The Discovery crew arrives in a galactic Dark Age caused by an event known as “the Burn.” A little over 100 years earlier, something caused an explosion of all the galaxy’s dilithium (the element in Star Trek that enables faster-than-light travel). By season’s end, the crew of the Discovery find the source of the Burn. (Spoilers ahead.) At a story level, it's a polyploid Kelpian named Su'Kal whose genes resonate with the subspace frequency of dilithium; Su’Kal has isolated himself in a holographic simulation since his family died (Star Trek has always had the most delicious technobabble). Thematically, Su'Kal (Bill Irwin) is a trauma survivor whose fear triggered the Burn. He has chosen to live in a false reality because the outside world is too scary. Unless the crew of the Discovery can convince him to leave his false reality and come with them into “the Outside,” he will always be in danger of causing another Burn.

Star Trek has always been at its best as an adventure romp that plays as an allegory for our modern times, and Discovery lives up to that standard. We live in a world of anxiety about fossil fuels. Our lives are still haunted by the specter of 9/11. The subsequent militarization and anti-immigration attitude has polarized our political discourse. That polarization, fueled by social media disinformation, has erupted into domestic terrorism. Many among us long for a mythologized yesteryear. We don't feel a sense of unity; we're fragmented, suspicious, and afraid.

Su'Kal has chosen to live in a false reality because the outside world is too scary.

The day following Jesus’ execution was also a day of terror for his closest followers. His crucifixion marked him as an enemy of the state; his disciples (reasonably) feared they might be rounded up and crucified too. John tells us they were “together, with the doors locked for fear of the Jewish leaders.” This is what fear and scarcity does to us: it traps us inside, cloisters us away from the rest of the world. Like Su’Kal, the disciples faced very real dangers outside their doors. We, too, live in a fraught world marred by complex problems that resist simple answers. We don’t realize that fear exacerbates this reality. Our choice to hide, to detach, to suspect, and distrust shapes the world to be a divided, suspicious place.
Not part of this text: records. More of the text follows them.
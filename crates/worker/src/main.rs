//! `ocap-worker` -- replay harness for the recorder.
//!
//! Reads newline-delimited JSON invocations from stdin, one per line:
//!
//! ```text
//! {"command": ":NEW:SOLDIER:", "args": ["0", "42", "Alpha", ...]}
//! ```
//!
//! Each is dispatched in order; non-empty responses are printed to stdout.
//! At end of input every queue is drained and the process exits.
//!
//! Configuration comes from the environment, see [`RecorderConfig::from_env`].

use anyhow::Context;
use tokio::io::{AsyncBufReadExt, BufReader};
use tracing_subscriber::{layer::SubscriberExt, util::SubscriberInitExt};

use ocap_events::Event;
use ocap_worker::{LogFormat, Recorder, RecorderConfig};

const DEFAULT_LOG_FILTER: &str = "ocap_worker=info,ocap_events=info,ocap_storage=info";

#[tokio::main]
async fn main() -> anyhow::Result<()> {
    dotenvy::dotenv().ok();

    let config = RecorderConfig::from_env().context("invalid configuration")?;
    init_tracing(config.log_format);

    let recorder = Recorder::start(config)
        .await
        .context("failed to start recorder")?;

    let mut lines = BufReader::new(tokio::io::stdin()).lines();
    let mut line_no = 0usize;
    while let Some(line) = lines.next_line().await.context("failed to read stdin")? {
        line_no += 1;
        if line.trim().is_empty() {
            continue;
        }

        let event: Event = match serde_json::from_str(&line) {
            Ok(event) => event,
            Err(e) => {
                tracing::warn!(line = line_no, error = %e, "Skipping malformed invocation");
                continue;
            }
        };

        match recorder.dispatch(&event.command, event.args).await {
            Ok(response) if !response.is_empty() => println!("{response}"),
            Ok(_) => {}
            Err(e) => tracing::warn!(line = line_no, command = %event.command, error = %e, "Dispatch failed"),
        }
    }

    tracing::info!(lines = line_no, "End of input");
    recorder.shutdown().await.context("failed to close backend")?;
    Ok(())
}

fn init_tracing(format: LogFormat) {
    let filter = tracing_subscriber::EnvFilter::try_from_default_env()
        .unwrap_or_else(|_| DEFAULT_LOG_FILTER.into());

    let registry = tracing_subscriber::registry().with(filter);
    match format {
        LogFormat::Json => registry
            .with(tracing_subscriber::fmt::layer().json().with_writer(std::io::stderr))
            .init(),
        LogFormat::Text => registry
            .with(tracing_subscriber::fmt::layer().with_writer(std::io::stderr))
            .init(),
    }
}
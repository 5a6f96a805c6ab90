//! Typed records produced by the parsers and stored by backends.
//!
//! Registrations ([`Soldier`], [`Vehicle`], [`Marker`]) are inserted once.
//! State and event records are append-only and reference a registration by
//! object id or marker id.

use std::fmt;

use serde::{Deserialize, Serialize};

use crate::types::{Frame, MarkerId, ObjectId, Position2D, Position3D, TrajectoryPoint};

// ---------------------------------------------------------------------------
// Mission
// ---------------------------------------------------------------------------

/// Map the mission is played on. Immutable for the mission's lifetime.
#[derive(Debug, Clone, Default, PartialEq, Serialize, Deserialize)]
pub struct World {
    pub world_name: String,
    pub display_name: String,
    pub world_size: f64,
    pub latitude: f64,
    pub longitude: f64,
    pub author: String,
    pub workshop_id: String,
}

/// A loaded addon: `[name, workshopId]` on the wire.
#[derive(Debug, Clone, Default, PartialEq, Serialize, Deserialize)]
pub struct Addon {
    pub name: String,
    pub workshop_id: String,
}

#[derive(Debug, Clone, Copy, Default, PartialEq, Eq, Serialize, Deserialize)]
pub struct PlayableSlots {
    pub east: u8,
    pub west: u8,
    pub independent: u8,
    pub civilian: u8,
    pub logic: u8,
}

#[derive(Debug, Clone, Copy, Default, PartialEq, Eq, Serialize, Deserialize)]
pub struct SideFriendly {
    pub east_west: bool,
    pub east_independent: bool,
    pub west_independent: bool,
}

/// The single active mission. Every record ingested belongs to it.
#[derive(Debug, Clone, PartialEq, Serialize, Deserialize)]
pub struct Mission {
    pub mission_name: String,
    pub mission_name_source: String,
    pub briefing_name: String,
    pub on_load_name: String,
    pub author: String,
    pub server_name: String,
    pub server_profile: String,
    pub tag: String,
    pub start_time: chrono::DateTime<chrono::Utc>,
    /// Seconds between sampled frames.
    pub capture_delay: f32,
    pub addon_version: String,
    pub extension_version: String,
    /// Build identifier of the recorder binary.
    pub extension_build: String,
    pub addons: Vec<Addon>,
    pub playable_slots: PlayableSlots,
    pub side_friendly: SideFriendly,
}

// ---------------------------------------------------------------------------
// Registrations
// ---------------------------------------------------------------------------

#[derive(Debug, Clone, PartialEq, Serialize, Deserialize)]
pub struct Soldier {
    pub object_id: ObjectId,
    pub join_frame: Frame,
    pub unit_name: String,
    pub group_id: String,
    pub side: String,
    pub is_player: bool,
    pub role_description: String,
    pub class_name: String,
    pub display_name: String,
    /// Empty for AI units.
    pub player_uid: String,
    pub squad_params: serde_json::Value,
}

#[derive(Debug, Clone, PartialEq, Serialize, Deserialize)]
pub struct Vehicle {
    pub object_id: ObjectId,
    pub join_frame: Frame,
    /// Viewer category such as `car`, `heli`, `tank`.
    pub ocap_type: String,
    pub display_name: String,
    pub class_name: String,
    pub customization: String,
}

/// Where a marker sits. Which branch is populated follows the marker's shape.
#[derive(Debug, Clone, PartialEq, Serialize, Deserialize)]
pub enum MarkerGeometry {
    Point(Position3D),
    Polyline(Vec<Position2D>),
}

pub const SHAPE_POLYLINE: &str = "POLYLINE";

#[derive(Debug, Clone, PartialEq, Serialize, Deserialize)]
pub struct Marker {
    /// Assigned by the backend on insert; 0 until then.
    pub id: MarkerId,
    pub marker_name: String,
    pub capture_frame: Frame,
    pub direction: f32,
    pub marker_type: String,
    pub text: String,
    /// Creating player's object id, `-1` for system markers.
    pub owner_id: i64,
    pub color: String,
    /// Free-form `[w,h]`.
    pub size: String,
    pub side: String,
    /// `ICON`, `ELLIPSE`, `RECTANGLE` or `POLYLINE`.
    pub shape: String,
    pub geometry: MarkerGeometry,
    pub alpha: f32,
    pub brush: String,
    /// Set by a delete; `None` while the marker persists.
    pub end_frame: Option<Frame>,
}

// ---------------------------------------------------------------------------
// State samples
// ---------------------------------------------------------------------------

/// Player scoreboard: infantry, vehicle, armor, air kills, deaths, total.
#[derive(Debug, Clone, Copy, Default, PartialEq, Eq, Serialize, Deserialize)]
pub struct Scores {
    pub infantry_kills: u8,
    pub vehicle_kills: u8,
    pub armor_kills: u8,
    pub air_kills: u8,
    pub deaths: u8,
    pub total_score: u8,
}

#[derive(Debug, Clone, PartialEq, Serialize, Deserialize)]
pub struct SoldierState {
    pub soldier_id: ObjectId,
    pub capture_frame: Frame,
    pub position: Position3D,
    pub bearing: u16,
    /// 0 alive, 1 incapacitated, 2 dead.
    pub lifestate: u8,
    pub in_vehicle: bool,
    pub unit_name: String,
    pub is_player: bool,
    pub current_role: String,
    pub has_stable_vitals: bool,
    pub is_dragged_carried: bool,
    pub scores: Scores,
    pub vehicle_role: String,
    pub in_vehicle_object_id: Option<ObjectId>,
    pub stance: String,
    pub group_id: String,
    pub side: String,
}

#[derive(Debug, Clone, PartialEq, Serialize, Deserialize)]
pub struct VehicleState {
    pub vehicle_id: ObjectId,
    pub capture_frame: Frame,
    pub position: Position3D,
    pub bearing: u16,
    pub is_alive: bool,
    /// JSON array of occupants, kept exactly as received.
    pub crew: String,
    pub fuel: f32,
    pub damage: f32,
    pub engine_on: bool,
    pub locked: bool,
    pub side: String,
    pub vector_dir: String,
    pub vector_up: String,
    pub turret_azimuth: f32,
    pub turret_elevation: f32,
}

#[derive(Debug, Clone, PartialEq, Serialize, Deserialize)]
pub struct MarkerState {
    pub marker_id: MarkerId,
    pub capture_frame: Frame,
    pub position: Position3D,
    pub direction: f32,
    pub alpha: f32,
}

#[derive(Debug, Clone, PartialEq, Serialize, Deserialize)]
pub struct TimeState {
    pub capture_frame: Frame,
    /// ISO8601, UTC.
    pub system_time_utc: String,
    pub mission_date: String,
    pub time_multiplier: f32,
    /// Seconds since mission start.
    pub mission_time: f32,
}

// ---------------------------------------------------------------------------
// Events
// ---------------------------------------------------------------------------

/// A classified reference to a registered entity.
#[derive(Debug, Clone, Copy, PartialEq, Eq, Hash, Serialize, Deserialize)]
pub enum EntityRef {
    Soldier(ObjectId),
    Vehicle(ObjectId),
}

impl EntityRef {
    pub fn object_id(&self) -> ObjectId {
        match self {
            Self::Soldier(id) | Self::Vehicle(id) => *id,
        }
    }

    pub fn soldier_id(&self) -> Option<ObjectId> {
        match self {
            Self::Soldier(id) => Some(*id),
            Self::Vehicle(_) => None,
        }
    }

    pub fn vehicle_id(&self) -> Option<ObjectId> {
        match self {
            Self::Vehicle(id) => Some(*id),
            Self::Soldier(_) => None,
        }
    }
}

#[derive(Debug, Clone, PartialEq, Serialize, Deserialize)]
pub struct FiredEvent {
    pub soldier_id: ObjectId,
    pub capture_frame: Frame,
    pub weapon: String,
    pub magazine: String,
    pub firing_mode: String,
    pub start_position: Position3D,
    pub end_position: Position3D,
}

/// A projectile hit as sent by the game, before classification.
#[derive(Debug, Clone, PartialEq, Serialize, Deserialize)]
pub struct RawProjectileHit {
    pub entity_id: ObjectId,
    pub components: Vec<String>,
    pub position: Position3D,
    pub capture_frame: Frame,
}

/// A projectile hit whose target was found in the entity cache.
#[derive(Debug, Clone, PartialEq, Serialize, Deserialize)]
pub struct ProjectileHit {
    pub target: EntityRef,
    pub components: Vec<String>,
    pub position: Position3D,
    pub capture_frame: Frame,
}

#[derive(Debug, Clone, PartialEq, Serialize, Deserialize)]
pub struct ProjectileEvent {
    pub firer_id: ObjectId,
    pub vehicle_id: Option<ObjectId>,
    pub vehicle_role: String,
    pub remote_controller_id: Option<ObjectId>,
    pub capture_frame: Frame,
    pub weapon: String,
    pub weapon_display: String,
    pub muzzle: String,
    pub muzzle_display: String,
    pub magazine: String,
    pub magazine_display: String,
    pub ammo: String,
    pub fire_mode: String,
    pub trajectory: Vec<TrajectoryPoint>,
    pub initial_velocity: String,
    pub hits: Vec<ProjectileHit>,
    /// Engine simulation class such as `shotBullet` or `shotGrenade`.
    pub simulation_type: String,
    pub is_submunition: bool,
    pub magazine_icon: String,
}

/// `(vehicle, weapon, magazine)` as sent in hit/kill events. Any part may be empty.
#[derive(Debug, Clone, Default, PartialEq, Eq, Serialize, Deserialize)]
pub struct WeaponDescriptor {
    pub vehicle: String,
    pub weapon: String,
    pub magazine: String,
}

#[derive(Debug, Clone, PartialEq, Serialize, Deserialize)]
pub struct HitEvent {
    pub capture_frame: Frame,
    pub victim: EntityRef,
    pub shooter: Option<EntityRef>,
    pub weapon: WeaponDescriptor,
    pub event_text: String,
    pub distance: f32,
}

impl HitEvent {
    pub fn victim_soldier_id(&self) -> Option<ObjectId> {
        self.victim.soldier_id()
    }

    pub fn victim_vehicle_id(&self) -> Option<ObjectId> {
        self.victim.vehicle_id()
    }

    pub fn shooter_soldier_id(&self) -> Option<ObjectId> {
        self.shooter.and_then(|s| s.soldier_id())
    }

    pub fn shooter_vehicle_id(&self) -> Option<ObjectId> {
        self.shooter.and_then(|s| s.vehicle_id())
    }
}

#[derive(Debug, Clone, PartialEq, Serialize, Deserialize)]
pub struct KillEvent {
    pub capture_frame: Frame,
    pub victim: EntityRef,
    pub killer: Option<EntityRef>,
    pub weapon: WeaponDescriptor,
    pub event_text: String,
    pub distance: f32,
}

impl KillEvent {
    pub fn victim_soldier_id(&self) -> Option<ObjectId> {
        self.victim.soldier_id()
    }

    pub fn victim_vehicle_id(&self) -> Option<ObjectId> {
        self.victim.vehicle_id()
    }

    pub fn killer_soldier_id(&self) -> Option<ObjectId> {
        self.killer.and_then(|k| k.soldier_id())
    }

    pub fn killer_vehicle_id(&self) -> Option<ObjectId> {
        self.killer.and_then(|k| k.vehicle_id())
    }
}

/// Hit or kill as sent by the game: ids not yet classified.
#[derive(Debug, Clone, PartialEq)]
pub struct RawCombatEvent {
    pub capture_frame: Frame,
    pub victim_id: ObjectId,
    pub attacker_id: ObjectId,
    pub weapon: WeaponDescriptor,
    pub event_text: String,
    pub distance: f32,
}

/// Named chat channels. Wire indices 6..=15 are mod-defined custom channels.
#[derive(Debug, Clone, Copy, PartialEq, Eq, Serialize, Deserialize)]
pub enum ChatChannel {
    Global,
    Side,
    Command,
    Group,
    Vehicle,
    Direct,
    System,
    Custom,
}

impl ChatChannel {
    pub fn from_index(index: i64) -> Self {
        match index {
            0 => Self::Global,
            1 => Self::Side,
            2 => Self::Command,
            3 => Self::Group,
            4 => Self::Vehicle,
            5 => Self::Direct,
            6..=15 => Self::Custom,
            _ => Self::System,
        }
    }

    pub fn as_str(&self) -> &'static str {
        match self {
            Self::Global => "Global",
            Self::Side => "Side",
            Self::Command => "Command",
            Self::Group => "Group",
            Self::Vehicle => "Vehicle",
            Self::Direct => "Direct",
            Self::System => "System",
            Self::Custom => "Custom",
        }
    }
}

impl fmt::Display for ChatChannel {
    fn fmt(&self, f: &mut fmt::Formatter<'_>) -> fmt::Result {
        f.write_str(self.as_str())
    }
}

#[derive(Debug, Clone, PartialEq, Serialize, Deserialize)]
pub struct ChatEvent {
    pub capture_frame: Frame,
    /// `None` for system messages.
    pub sender_id: Option<ObjectId>,
    pub channel: ChatChannel,
    pub from_name: String,
    pub sender_name: String,
    pub message: String,
    pub player_uid: String,
}

#[derive(Debug, Clone, PartialEq, Serialize, Deserialize)]
pub struct RadioEvent {
    pub capture_frame: Frame,
    pub sender_id: Option<ObjectId>,
    pub radio: String,
    pub radio_type: String,
    /// `start` or `end` of a transmission.
    pub start_end: String,
    pub channel: i8,
    pub is_additional: bool,
    pub frequency: f32,
    pub code: String,
}

#[derive(Debug, Clone, PartialEq, Serialize, Deserialize)]
pub struct GeneralEvent {
    pub capture_frame: Frame,
    pub name: String,
    pub message: String,
    pub extra_data: Option<serde_json::Value>,
}

#[derive(Debug, Clone, Copy, PartialEq, Serialize, Deserialize)]
pub struct ServerFpsEvent {
    pub capture_frame: Frame,
    pub fps_average: f32,
    pub fps_min: f32,
}

#[derive(Debug, Clone, PartialEq, Serialize, Deserialize)]
pub struct Ace3DeathEvent {
    pub capture_frame: Frame,
    pub soldier_id: ObjectId,
    pub reason: String,
    pub last_damage_source: Option<EntityRef>,
}

/// ACE3 death as sent by the game: the damage source is not yet classified.
#[derive(Debug, Clone, PartialEq)]
pub struct RawAce3DeathEvent {
    pub capture_frame: Frame,
    pub soldier_id: ObjectId,
    pub reason: String,
    pub last_damage_source_id: Option<ObjectId>,
}

#[derive(Debug, Clone, Copy, PartialEq, Serialize, Deserialize)]
pub struct Ace3UnconsciousEvent {
    pub capture_frame: Frame,
    pub soldier_id: ObjectId,
    pub is_unconscious: bool,
}

#[cfg(test)]
mod tests {
    use super::*;

    #[test]
    fn chat_channel_table() {
        assert_eq!(ChatChannel::from_index(0), ChatChannel::Global);
        assert_eq!(ChatChannel::from_index(5), ChatChannel::Direct);
        assert_eq!(ChatChannel::from_index(6), ChatChannel::Custom);
        assert_eq!(ChatChannel::from_index(15), ChatChannel::Custom);
        assert_eq!(ChatChannel::from_index(16), ChatChannel::System);
        assert_eq!(ChatChannel::from_index(-3), ChatChannel::System);
        assert_eq!(ChatChannel::from_index(99).to_string(), "System");
    }

    #[test]
    fn entity_ref_sides_are_exclusive() {
        let s = EntityRef::Soldier(5);
        assert_eq!(s.soldier_id(), Some(5));
        assert_eq!(s.vehicle_id(), None);
        let v = EntityRef::Vehicle(20);
        assert_eq!(v.vehicle_id(), Some(20));
        assert_eq!(v.soldier_id(), None);
        assert_eq!(v.object_id(), 20);
    }
}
Su’Kal’s fear shaped a whole galaxy. He preferred the sure comfort of lies to the uncertain hope of truth. Again and again as the crew of the Discovery implore Su’Kal to shut down the simulation—so they can rescue him and bring him back into civilization—Su’Kal responds with anger potent enough to threaten a second Burn event. Su’Kal cannot imagine that the light of truth holds something better than his decaying prison of lies.

Jesus warned Nicodemus against this diabolical allure of lies: “Everyone who does evil hates the light, and will not come into the light for fear that their deeds will be exposed. Whoever lives by the truth comes into the light, so that it may be seen plainly that what they have done has been done in the sight of God.”

We find truth in the light of the open, not hiding in secrets and codes and obscure prophecies. And so Jesus, the true light who has come into the world, appears among his fearful huddle of disciples. He speaks peace over them, breathes the Holy Spirit into them, and empowers them to go out into the world to spread his word.

Su’Kal cannot find the courage to leave his holographic prison on his own. Saru (Doug Jones), the Discovery’s captain and a member of the same race as Su’Kal, gently invites him into the light of truth, promising that reality will be better than his lies. Thanks to the kindness of the Discovery crew, Su'Kal finds the courage to end the simulation and join them. Because of Su’Kal’s courage, the denizens of the future can again imagine bright possibility ahead of them.

The season ends on a powerful note of hope: things will never go back to the way they were, but there is a new future to build. The unknown isn't something to fear, but a final frontier where we can choose, bolstered by Jesus’ love, to boldly go.